-
Notifications
You must be signed in to change notification settings - Fork 247
resource allocation
There are two resource allocations:
- Glow master allocates agents to the driver.
- Driver allocates tasks to assigned agents.
All agents periodically send heartbeats to Glow master, together with these information:
- Number of CPU cores
- Memory Size in MB
- Number of CPU cores already allocated
- Memory Size in MB already allocated
- Data center name of the agent
- Rack name of the agent
To keep logic simple, Glow driver uses a market to match Supply(computing resources) with Demand(computing tasks) to dynamically and efficiently execute tasks. The algorithm is called Continuous Double Auction(CDA) market. It sounds fancy, but here is how it works:
Continuous Double Auction Protocol (CDA) is to allocate the best possible resource to an arriving task and to prioritize tasks according to their score. When a Task Query object arrives at the market the protocol searches all available resource offers and returns the first occurrence of the ’best’ match, i.e. the cheapest or the fastest resource which satisfies the task’s constraints. Whenever a resource becomes available and there are several tasks waiting, the one with the highest score is processed first.
Scores between a task group and a resource is currently calculated this way:
cost := float64(1)
for _, input := range taskGroup.Inputs {
cost += get_shard_location(input).Distance(resourceLocation)
}
return float64(bid) / cost
So the architecture is:
Driver => adds tasks => CDA Market <= Supplier adds resources <= Master
Driver program adds tasks to the market as demands.

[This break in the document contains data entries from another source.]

//! Faction definitions and the static relationship graph.

use serde::{Deserialize, Serialize};
use std::borrow::Borrow;
use std::collections::HashMap;

use crate::alignment::Alignment;

/// Reaction bonus when a faction's tendency matches the character's alignment.
pub const SAME_ALIGNMENT_REACTION: i32 = 10;
/// Reaction penalty when tendency and alignment are directly opposed.
pub const OPPOSED_ALIGNMENT_REACTION: i32 = -10;

/// Unique identifier for factions (a config-defined slug such as `town_guards`).
#[derive(Debug, Clone, PartialEq, Eq, Hash, PartialOrd, Ord, Serialize, Deserialize)]
#[serde(transparent)]
pub struct FactionId(pub String);

impl FactionId {
    pub fn new(id: impl Into<String>) -> Self {
        Self(id.into())
    }

    pub fn as_str(&self) -> &str {
        &self.0
    }
}

impl From<&str> for FactionId {
    fn from(id: &str) -> Self {
        Self(id.to_string())
    }
}

impl From<String> for FactionId {
    fn from(id: String) -> Self {
        Self(id)
    }
}

impl Borrow<str> for FactionId {
    fn borrow(&self) -> &str {
        &self.0
    }
}

impl std::fmt::Display for FactionId {
    fn fmt(&self, f: &mut std::fmt::Formatter<'_>) -> std::fmt::Result {
        write!(f, "{}", self.0)
    }
}

/// Broad faction archetypes.
///
/// Descriptive only; reaction logic keys off alignment tendency and
/// reputation, never off the kind.
#[derive(Debug, Clone, Copy, PartialEq, Eq, Serialize, Deserialize, Default)]
#[serde(rename_all = "lowercase")]
pub enum FactionKind {
    Lawful,
    Chaotic,
    #[default]
    Neutral,
    Military,
    Magical,
    Religious,
    Criminal,
    Merchant,
}

/// A named collective affiliation with an alignment tendency and directed
/// relationships to other factions. Loaded once from configuration; never
/// mutated at runtime.
#[derive(Debug, Clone, Serialize, Deserialize)]
pub struct Faction {
    pub id: FactionId,
    pub name: String,
    #[serde(default)]
    pub kind: FactionKind,
    #[serde(default)]
    pub description: String,
    /// The moral leaning of the faction as a whole.
    #[serde(default)]
    pub alignment: Alignment,
    #[serde(default)]
    pub allies: Vec<FactionId>,
    #[serde(default)]
    pub enemies: Vec<FactionId>,
    #[serde(default)]
    pub neutral: Vec<FactionId>,
    /// Points of standing pulled back toward zero per elapsed day.
    #[serde(default)]
    pub decay_rate: f32,
    /// Multiplier applied to primary reputation changes against this faction.
    #[serde(default = "default_action_multiplier")]
    pub action_multiplier: f32,
}

fn default_action_multiplier() -> f32 {
    1.0
}

impl Faction {
    /// Create a faction with no relationships, no decay, and a 1.0 multiplier.
    pub fn new(
        id: impl Into<FactionId>,
        name: impl Into<String>,
        kind: FactionKind,
        alignment: Alignment,
    ) -> Self {
        Self {
            id: id.into(),
            name: name.into(),
            kind,
            description: String::new(),
            alignment,
            allies: Vec::new(),
            enemies: Vec::new(),
            neutral: Vec::new(),
            decay_rate: 0.0,
            action_multiplier: 1.0,
        }
    }

    pub fn with_allies(mut self, allies: &[&str]) -> Self {
        self.allies = allies.iter().map(|id| FactionId::from(*id)).collect();
        self
    }

    pub fn with_enemies(mut self, enemies: &[&str]) -> Self {
        self.enemies = enemies.iter().map(|id| FactionId::from(*id)).collect();
        self
    }

    pub fn with_neutral(mut self, neutral: &[&str]) -> Self {
        self.neutral = neutral.iter().map(|id| FactionId::from(*id)).collect();
        self
    }

    pub fn with_decay_rate(mut self, decay_rate: f32) -> Self {
        self.decay_rate = decay_rate;
        self
    }

    pub fn with_action_multiplier(mut self, action_multiplier: f32) -> Self {
        self.action_multiplier = action_multiplier;
        self
    }

    /// Base reaction modifier from alignment compatibility alone: +10 when the
    /// tendency matches the character, 0 when either side is Neutral, -10 when
    /// they are directly opposed.
    pub fn base_reaction_to(&self, character_alignment: Alignment) -> i32 {
        if self.alignment == character_alignment {
            SAME_ALIGNMENT_REACTION
        } else if self.alignment == Alignment::Neutral
            || character_alignment == Alignment::Neutral
        {
            0
        } else {
            OPPOSED_ALIGNMENT_REACTION
        }
    }

    fn declared_relation(&self, other: &str) -> Option<Relation> {
        if self.allies.iter().any(|id| id.as_str() == other) {
            Some(Relation::Ally)
        } else if self.enemies.iter().any(|id| id.as_str() == other) {
            Some(Relation::Enemy)
        } else if self.neutral.iter().any(|id| id.as_str() == other) {
            Some(Relation::Neutral)
        } else {
            None
        }
    }
}

/// How two factions stand relative to each other.
#[derive(Debug, Clone, Copy, PartialEq, Eq, Serialize, Deserialize)]
pub enum Relation {
    Ally,
    Enemy,
    Neutral,
    /// Neither faction lists the other.
    Unrelated,
}

/// Read-only registry of all factions.
///
/// Constructed once at startup and shared (behind an `Arc`) by every
/// character's ledger; there is no write access after construction.
#[derive(Debug, Clone, Serialize, Deserialize, Default)]
pub struct FactionGraph {
    factions: HashMap<FactionId, Faction>,
}

impl FactionGraph {
    /// Build the graph from faction definitions in one pass.
    ///
    /// Relationship lists may reference ids that never get defined; such ids
    /// are simply absent from lookups, never an error.
    pub fn new(factions: impl IntoIterator<Item = Faction>) -> Self {
        Self {
            factions: factions
                .into_iter()
                .map(|faction| (faction.id.clone(), faction))
                .collect(),
        }
    }

    pub fn get(&self, id: &str) -> Option<&Faction> {
        self.factions.get(id)
    }

    pub fn contains(&self, id: &str) -> bool {
        self.factions.contains_key(id)
    }

    pub fn factions(&self) -> impl Iterator<Item = &Faction> {
        self.factions.values()
    }

    pub fn ids(&self) -> impl Iterator<Item = &FactionId> {
        self.factions.keys()
    }

    pub fn len(&self) -> usize {
        self.factions.len()
    }

    pub fn is_empty(&self) -> bool {
        self.factions.is_empty()
    }

    /// Alignment tendency of a faction, if it is known.
    pub fn tendency(&self, id: &str) -> Option<Alignment> {
        self.get(id).map(|faction| faction.alignment)
    }

    /// Alignment-compatibility reaction (+10/0/-10); 0 for unknown factions.
    pub fn base_alignment_reaction(&self, id: &str, character_alignment: Alignment) -> i32 {
        self.get(id)
            .map(|faction| faction.base_reaction_to(character_alignment))
            .unwrap_or(0)
    }

    /// Relationship between two factions as derived from their stored lists.
    ///
    /// The first faction's declaration wins; otherwise the second faction's
    /// declaration is consulted. `Unrelated` when neither lists the other.
    pub fn relationship(&self, a: &str, b: &str) -> Relation {
        let (Some(fa), Some(fb)) = (self.get(a), self.get(b)) else {
            return Relation::Unrelated;
        };
        fa.declared_relation(b)
            .or_else(|| fb.declared_relation(a))
            .unwrap_or(Relation::Unrelated)
    }

    /// Allies declared by `id`, filtered to factions known to the graph.
    pub fn allies_of(&self, id: &str) -> impl Iterator<Item = &Faction> {
        self.related_of(id, |faction| faction.allies.as_slice())
    }

    /// Enemies declared by `id`, filtered to factions known to the graph.
    pub fn enemies_of(&self, id: &str) -> impl Iterator<Item = &Faction> {
        self.related_of(id, |faction| faction.enemies.as_slice())
    }

    fn related_of<'a>(
        &'a self,
        id: &str,
        list: impl Fn(&'a Faction) -> &'a [FactionId] + 'a,
    ) -> impl Iterator<Item = &'a Faction> {
        self.get(id)
            .map(|faction| list(faction).iter())
            .into_iter()
            .flatten()
            .filter_map(|related| self.factions.get(related))
    }
}

#[cfg(test)]
mod tests {
    use super::*;

    fn sample_graph() -> FactionGraph {
        FactionGraph::new([
            Faction::new("town_guards", "Town Guard", FactionKind::Lawful, Alignment::Good)
                .with_allies(&["priests", "ghost_legion"])
                .with_enemies(&["thieves_guild"]),
            Faction::new(
                "thieves_guild",
                "Thieves Guild",
                FactionKind::Criminal,
                Alignment::Evil,
            )
            .with_enemies(&["town_guards"])
            .with_neutral(&["merchants"]),
            Faction::new("priests", "Temple of Light", FactionKind::Religious, Alignment::Good),
            Faction::new("merchants", "Merchant Guild", FactionKind::Merchant, Alignment::Neutral),
        ])
    }

    #[test]
    fn test_tendency_lookup() {
        let graph = sample_graph();
        assert_eq!(graph.tendency("town_guards"), Some(Alignment::Good));
        assert_eq!(graph.tendency("merchants"), Some(Alignment::Neutral));
        assert_eq!(graph.tendency("ghost_legion"), None);
    }

    #[test]
    fn test_base_alignment_reaction() {
        let graph = sample_graph();
        assert_eq!(graph.base_alignment_reaction("town_guards", Alignment::Good), 10);
        assert_eq!(graph.base_alignment_reaction("town_guards", Alignment::Evil), -10);
        assert_eq!(graph.base_alignment_reaction("town_guards", Alignment::Neutral), 0);
        assert_eq!(graph.base_alignment_reaction("merchants", Alignment::Evil), 0);
        // Unknown factions contribute nothing.
        assert_eq!(graph.base_alignment_reaction("ghost_legion", Alignment::Good), 0);
    }

    #[test]
    fn test_relationship_from_either_side() {
        let graph = sample_graph();
        assert_eq!(graph.relationship("town_guards", "priests"), Relation::Ally);
        // Priests declare nothing, but the guards list them as allies.
        assert_eq!(graph.relationship("priests", "town_guards"), Relation::Ally);
        assert_eq!(graph.relationship("town_guards", "thieves_guild"), Relation::Enemy);
        assert_eq!(graph.relationship("thieves_guild", "merchants"), Relation::Neutral);
        assert_eq!(graph.relationship("priests", "merchants"), Relation::Unrelated);
        assert_eq!(graph.relationship("priests", "ghost_legion"), Relation::Unrelated);
    }

    #[test]
    fn test_allies_of_skips_unknown_ids() {
        let graph = sample_graph();
        // "ghost_legion" is listed as an ally but never defined.
        let allies: Vec<&str> = graph
            .allies_of("town_guards")
            .map(|faction| faction.id.as_str())
            .collect();
        assert_eq!(allies, vec!["priests"]);
    }

    #[test]
    fn test_enemies_of_unknown_faction_is_empty() {
        let graph = sample_graph();
        assert_eq!(graph.enemies_of("ghost_legion").count(), 0);
    }
}
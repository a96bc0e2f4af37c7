//! # Reputation Core
//!
//! The per-character faction reputation and alignment engine for Rogue City.
//! This crate interfaces with `faction_rules` (the static world bible) and
//! tracks everything that changes as one character plays:
//!
//! - **state**: current alignment plus accumulated drift pressure
//! - **ledger**: bounded faction and NPC standing scores with audit history
//! - **cascade**: one-hop propagation of reputation changes to related factions
//! - **decay**: time-based pull of faction standings back toward neutral
//! - **resolver**: pure reaction resolution for dialogue and pricing queries
//! - **snapshot**: the save-file shape that round-trips a character's standing
//!
//! ## Design Philosophy
//!
//! - **Nothing here is fatal**: scores saturate at their bounds, unknown ids
//!   degrade to no-ops, and malformed save data falls back to safe defaults.
//! - **Single writer**: each character's state is exclusively owned by that
//!   character's session; the shared rules are immutable and lock-free.

pub mod audit;
pub mod cascade;
pub mod character;
pub mod decay;
pub mod ledger;
pub mod resolver;
pub mod snapshot;
pub mod state;

pub use audit::*;
pub use cascade::*;
pub use character::*;
pub use ledger::*;
pub use resolver::*;
pub use snapshot::*;
pub use state::*;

And a supplier add agents to the market, fetched from Master.
Currently supplier gets agents from master. The agents are priced as totalBid/numberOfTaskGroups. This area could need some more tweaking later.
Glow master will try to allocate a group of agents to the driver, ideally agents sitting in one rack, in one data center, unless there are no more agents on the same rack or data center.
Of course, if more agents are available, the flow will be executed faster. But in theory, a flow can proceed even with just one agent. This would be helpful when there are limited resources available.